Wednesday, March 4, 2015

#1306: Eben Alexander


Eben Alexander III is a American neurosurgeon and the author of the best-selling Proof of Heaven: A Neurosurgeon’s Journey into the Afterlife, in which he describes his 2008 near-death experience and asserts that science can and will determine that heaven really does exist. You can probably already imagine the quality of the evidence he presents for that claim.

Alexander’s book asserts that his out of body and near death experience (NDE) while in a meningitis-induced coma in 2008 proves that consciousness is independent of the brain, that death is an illusion, and that an eternity of perfect splendor awaits us beyond the grave, complete with angels, clouds, and departed relatives, as well as butterflies and a beautiful girl in a peasant dress who turns out to have been his departed sister (Alexander realizes that when writing up the book). But how is this account different from standard NDE experiences, which certainly do not even suggest the existence of an afterlife? Well, the difference (really, the whole difference) is that Alexander is a neurosurgeon, so therefore his motivated reasoning somehow constitutes evidence. Indeed, on the basis of his experience, Alexander happily claims that the current understanding of the mind “now lies broken at our feet. What happened to me destroyed it, and I intend to spend the rest of my life investigating the true nature of consciousness and making the fact that we are more, much more, than our physical brains as clear as I can, both to my fellow scientists and to people at large.” In other words, Alexander demands that all of science be revised to accommodate treating his vivid hallucination as reality (since the existing natural explanations of his experiences are … too boring?). Interestingly, and tellingly, none of the experiences conflicted with anything he believed before or yielded any new insights into the afterlife beyond the ones Alexander was convinced of before the experience. Remarkable, isn’t it?

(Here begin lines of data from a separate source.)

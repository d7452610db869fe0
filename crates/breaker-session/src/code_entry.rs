//! Six-slot verification code buffer.
//!
//! Models the code screen's input row as one value: six single-digit slots
//! and a cursor. Input events carry the slot they landed on; the buffer
//! applies the advance/back rules and reports when the code is ready to
//! submit.
//!
//! Invariant: the cursor always points at exactly one slot in `0..=5`.

/// Number of digit slots in a verification code.
pub const CODE_LENGTH: usize = 6;

/// What feeding input into the buffer did.
#[derive(Debug, Clone, PartialEq, Eq)]
pub enum TypeOutcome {
    /// Input was not digit-only, or the slot was out of range; nothing changed.
    Ignored,
    /// The slot was updated (and the cursor possibly moved).
    Accepted,
    /// The final slot was filled and every slot holds a digit: submit this
    /// code now.
    Submit(String),
}

/// The 6-slot code buffer with cursor-following input.
#[derive(Debug, Clone, PartialEq, Eq)]
pub struct CodeEntry {
    slots: [Option<char>; CODE_LENGTH],
    focused: usize,
}

impl CodeEntry {
    /// Creates an empty buffer with the cursor on slot 0.
    pub fn new() -> Self {
        Self {
            slots: [None; CODE_LENGTH],
            focused: 0,
        }
    }

    /// Feed the text typed into `slot`.
    ///
    /// Digit-only input sets the slot (a multi-character paste keeps its
    /// last character) and advances the cursor while `slot < 5`. Empty
    /// input clears the slot. Anything containing a non-digit is ignored.
    ///
    /// Returns [`TypeOutcome::Submit`] when this input filled slot 5 with
    /// every slot holding a digit.
    pub fn type_digit(&mut self, slot: usize, input: &str) -> TypeOutcome {
        if slot >= CODE_LENGTH {
            return TypeOutcome::Ignored;
        }
        if !input.chars().all(|c| c.is_ascii_digit()) {
            return TypeOutcome::Ignored;
        }

        self.focused = slot;
        self.slots[slot] = input.chars().last();

        if !input.is_empty() && slot < CODE_LENGTH - 1 {
            self.focused = slot + 1;
        }

        if slot == CODE_LENGTH - 1 && self.is_complete() {
            return TypeOutcome::Submit(self.code());
        }

        TypeOutcome::Accepted
    }

    /// Backspace pressed on `slot`.
    ///
    /// A filled slot is cleared and keeps the cursor; an empty slot moves
    /// the cursor back one, except on slot 0 where nothing happens.
    pub fn backspace(&mut self, slot: usize) {
        if slot >= CODE_LENGTH {
            return;
        }

        self.focused = slot;
        if self.slots[slot].is_some() {
            self.slots[slot] = None;
        } else if slot > 0 {
            self.focused = slot - 1;
        }
    }

    /// Clears every slot and returns the cursor to slot 0.
    pub fn reset(&mut self) {
        self.slots = [None; CODE_LENGTH];
        self.focused = 0;
    }

    /// The filled digits concatenated in slot order. Shorter than six
    /// characters while the buffer is incomplete.
    pub fn code(&self) -> String {
        self.slots.iter().flatten().collect()
    }

    /// Whether every slot holds a digit.
    pub fn is_complete(&self) -> bool {
        self.slots.iter().all(Option::is_some)
    }

    /// Whether every slot is empty.
    pub fn is_empty(&self) -> bool {
        self.slots.iter().all(Option::is_none)
    }

    /// The slot the cursor is on.
    pub fn focused_slot(&self) -> usize {
        self.focused
    }

    /// The slot contents, in order.
    pub fn slots(&self) -> &[Option<char>; CODE_LENGTH] {
        &self.slots
    }
}

impl Default for CodeEntry {
    fn default() -> Self {
        Self::new()
    }
}

#[cfg(test)]
mod tests {
    use super::*;

    #[test]
    fn typing_fills_slots_and_advances() {
        let mut entry = CodeEntry::new();

        assert_eq!(entry.type_digit(0, "1"), TypeOutcome::Accepted);
        assert_eq!(entry.focused_slot(), 1);
        assert_eq!(entry.type_digit(1, "2"), TypeOutcome::Accepted);
        assert_eq!(entry.focused_slot(), 2);
        assert_eq!(entry.code(), "12");
        assert!(!entry.is_complete());
    }

    #[test]
    fn non_digit_input_is_ignored() {
        let mut entry = CodeEntry::new();
        assert_eq!(entry.type_digit(0, "a"), TypeOutcome::Ignored);
        assert_eq!(entry.type_digit(0, "1a"), TypeOutcome::Ignored);
        assert_eq!(entry.type_digit(0, " "), TypeOutcome::Ignored);
        assert!(entry.is_empty());
        assert_eq!(entry.focused_slot(), 0);
    }

    #[test]
    fn paste_keeps_last_character() {
        let mut entry = CodeEntry::new();
        assert_eq!(entry.type_digit(2, "123"), TypeOutcome::Accepted);
        assert_eq!(entry.slots()[2], Some('3'));
        assert_eq!(entry.focused_slot(), 3);
    }

    #[test]
    fn empty_input_clears_slot_without_moving() {
        let mut entry = CodeEntry::new();
        entry.type_digit(0, "7");
        assert_eq!(entry.type_digit(0, ""), TypeOutcome::Accepted);
        assert_eq!(entry.slots()[0], None);
        assert_eq!(entry.focused_slot(), 0);
    }

    #[test]
    fn cursor_stays_on_last_slot() {
        let mut entry = CodeEntry::new();
        entry.type_digit(5, "9");
        assert_eq!(entry.focused_slot(), 5);
    }

    #[test]
    fn backspace_on_filled_slot_clears_and_keeps_cursor() {
        let mut entry = CodeEntry::new();
        entry.type_digit(3, "4");
        entry.backspace(3);
        assert_eq!(entry.slots()[3], None);
        assert_eq!(entry.focused_slot(), 3);
    }

    #[test]
    fn backspace_on_empty_slot_moves_back() {
        let mut entry = CodeEntry::new();
        entry.backspace(4);
        assert_eq!(entry.focused_slot(), 3);
    }

    #[test]
    fn backspace_on_slot_zero_is_noop() {
        let mut entry = CodeEntry::new();
        entry.backspace(0);
        assert_eq!(entry.focused_slot(), 0);
        assert!(entry.is_empty());
    }

    #[test]
    fn completing_final_slot_submits_in_slot_order() {
        let mut entry = CodeEntry::new();
        for (slot, digit) in ["6", "5", "4", "3", "2"].iter().enumerate() {
            assert_eq!(entry.type_digit(slot, digit), TypeOutcome::Accepted);
        }
        assert_eq!(
            entry.type_digit(5, "1"),
            TypeOutcome::Submit("654321".to_string())
        );
    }

    #[test]
    fn completing_elsewhere_does_not_submit() {
        let mut entry = CodeEntry::new();
        entry.type_digit(5, "6");
        for (slot, digit) in ["1", "2", "3", "4"].iter().enumerate() {
            entry.type_digit(slot, digit);
        }
        // slot 4 was the last to fill; only slot 5 triggers auto-submit
        assert_eq!(entry.type_digit(4, "5"), TypeOutcome::Accepted);
        assert!(entry.is_complete());
        assert_eq!(entry.code(), "123456");
    }

    #[test]
    fn retyping_final_slot_of_full_buffer_submits_again() {
        let mut entry = CodeEntry::new();
        for slot in 0..CODE_LENGTH {
            entry.type_digit(slot, "1");
        }
        assert_eq!(
            entry.type_digit(5, "9"),
            TypeOutcome::Submit("111119".to_string())
        );
    }

    #[test]
    fn reset_clears_everything() {
        let mut entry = CodeEntry::new();
        for slot in 0..CODE_LENGTH {
            entry.type_digit(slot, "8");
        }
        entry.reset();
        assert!(entry.is_empty());
        assert_eq!(entry.focused_slot(), 0);
        assert_eq!(entry.code(), "");
    }

    #[test]
    fn out_of_range_slot_is_ignored() {
        let mut entry = CodeEntry::new();
        assert_eq!(entry.type_digit(6, "1"), TypeOutcome::Ignored);
        entry.backspace(9);
        assert!(entry.is_empty());
        assert_eq!(entry.focused_slot(), 0);
    }
}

Of course, critics were quick to find rather obvious holes in Alexander’s account. Esquire magazine found discrepancies; in particular that “Alexander writes that he slipped into the coma as a result of severe bacterial meningitis and had no higher brain activity, while a doctor who cared for him says the coma was medically induced and the patient was conscious, though hallucinating.” Esquire’s article also investigated Alexander’s medical background, finding that prior to the book, he had been terminated or suspended from multiple hospital positions, and been the subject of several malpractice lawsuits, including at least two involving the alteration of medical records to cover up a medical error (also here). In other words …. Alexander was not pleased with the article.

Despite being bunk, Alexander’s book achieved enormous popularity in certain segments of the population. Of course, scientists had a pretty easy time debunking the claims. Sam Harris appropriately described it as “alarmingly unscientific,” pointing out that “everything – absolutely everything – in Alexander’s account rests on repeated assertions that his visions of heaven occurred while his cerebral cortex was ‘shut down,’ […]. The evidence he provides for this claim is not only inadequate – it suggests that he doesn’t know anything about the relevant brain science.” Even in “cases where the brain is alleged to have shut down, its activity must return if the subject is to survive and describe the experience. In such cases, there is generally no way to establish that the NDE occurred while the brain was offline.” Oliver Sacks points out that Alexander’s account is “is more than unscientific – it is antiscientific.” In particular, his experiences have a perfectly natural explanation (having occurred as he was surfacing from the coma and his cortex was returning to full function). Alexander rules out this natural explanation in favor of a supernatural one … by fiat. Alexander’s response to his critics was to appeal to special pleading.

Diagnosis: Severe crackpot and pseudo-scientist with appalling lack of knowledge of how science works or about the field (neuroscience) he writes about when that science conflicts with quasi-religious fluff he really, really wants to be true.